Focussing on ideas of home, place and stillness, The Valley is a cinematic exploration of my immediate surroundings. This work forms an observational project, cataloguing quiet places of interest while exploring the relationship between a home, an environment and my own life.

As a result of 2020’s global events, restrictions were placed on my travel and engagement, leaving the majority of my time spent within a small radius. This series has been a reason to leave my home, and a personal exercise in expanding ones idea of the domestic. Growing up in this space, I hold childhood memories of my schooling, family and other major events that have occurred throughout my life. This series has allowed me to reconnect with my home and escape the increasing routine of day to day living.

Over time I have been numbed to the areas that I have seen time and time again, all of my life. There is a lens of indifference that has developed, ignoring the minor changes, akin to being a passive entity within my own travelled space. As a result, over the course of this work I have retraced my steps to embrace a childlike curiosity, an alternate mindset promoting experience as opposed to outcome. In light of this, I have developed The Valley to be shaped by the surrounding environment, and my interactions with it.

This work attempts to find a balance between the alien and familiar, by contrasting sterile, clinical properties found in the industrial and commercial sectors, with the warmth and relatable imagery found in more residential areas. It intentionally draws on cinematic references such as ‘Nightcrawler’ by Dan Gilroy and ‘Only God Forgives’ by Nicolas Winding Refn, as I have both an interest in this style of imagery, and feel that it forces a respited perspective. This in turn presents a solemn tone both pertaining to present circumstances, and the memories attached to the places that I have photographed.

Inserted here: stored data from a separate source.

//! Event bus
//!
//! Typed publish/subscribe for everything the core reports outward:
//! disconnects, procedure lifecycle, interpreter errors, property changes
//! and status changes. Subscribers that fall behind lose the oldest events.

use serde::Serialize;
use tokio::sync::broadcast;
use tracing::trace;

use crate::protocol::Field;

/// Events emitted by the core
#[derive(Debug, Clone, PartialEq, Serialize)]
#[serde(tag = "event", rename_all = "SCREAMING_SNAKE_CASE")]
pub enum Event {
    /// The communicator closed outside of a restart
    Disconnected,
    /// A procedure started
    ProcedureRunning { procedure: String },
    /// The running procedure finished or was cancelled
    ProcedureStopped,
    /// A script failed while running
    InterpretationError { message: String },
    /// An observable property changed
    PropertyChange {
        name: String,
        old: String,
        new: String,
    },
    /// Status fields changed
    StatusChanged { changed: Vec<Field> },
}

/// Cloneable handle to a broadcast channel of [`Event`]s
#[derive(Debug, Clone)]
pub struct EventBus {
    sender: broadcast::Sender<Event>,
}

impl EventBus {
    /// Bus keeping up to `capacity` events for slow subscribers
    pub fn new(capacity: usize) -> Self {
        let (sender, _) = broadcast::channel(capacity.max(1));
        Self { sender }
    }

    /// Receive every event published from now on
    pub fn subscribe(&self) -> broadcast::Receiver<Event> {
        self.sender.subscribe()
    }

    /// Publish an event. Having no subscribers is fine.
    pub fn emit(&self, event: Event) {
        trace!(?event, "emit");
        let _ = self.sender.send(event);
    }

    /// Number of live receivers
    pub fn subscriber_count(&self) -> usize {
        self.sender.receiver_count()
    }
}

impl Default for EventBus {
    fn default() -> Self {
        Self::new(256)
    }
}

#[cfg(test)]
mod tests {
    use super::*;

    #[tokio::test]
    async fn test_subscribers_receive_events() {
        let bus = EventBus::new(8);
        let mut rx = bus.subscribe();
        bus.emit(Event::ProcedureRunning {
            procedure: "ramp".to_string(),
        });
        bus.emit(Event::ProcedureStopped);
        assert_eq!(
            rx.recv().await.unwrap(),
            Event::ProcedureRunning {
                procedure: "ramp".to_string()
            }
        );
        assert_eq!(rx.recv().await.unwrap(), Event::ProcedureStopped);
    }

    #[test]
    fn test_emit_without_subscribers() {
        let bus = EventBus::default();
        bus.emit(Event::Disconnected);
        assert_eq!(bus.subscriber_count(), 0);
    }

    #[test]
    fn test_event_json() {
        let json = serde_json::to_string(&Event::InterpretationError {
            message: "boom".to_string(),
        })
        .unwrap();
        assert_eq!(json, r#"{"event":"INTERPRETATION_ERROR","message":"boom"}"#);
    }
}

I have found that there is a vulnerability to being alone, sometimes the cold, other people, or purely the silence. The quiet personally provides a place of reflection, it empties my mind and allows me to focus on the task at hand or the setting that I am experiencing. In a way this stillness can be intimidating on our own. The Valley, offers a space of shared reflection, relational through our own experiences of being alone in a foreign environment.

Its softcover form allows the reader to have ownership over the book, offering a safeness to explore these unfamiliar places. I intended for the work to be of an inviting form, something unimposing, that could be picked up and put down at any time. Although there is a rhythm and flow to the images, the book can be viewed at any point, a single photograph, or a small collection with every image pointing back to these ideas of home, place and stillness.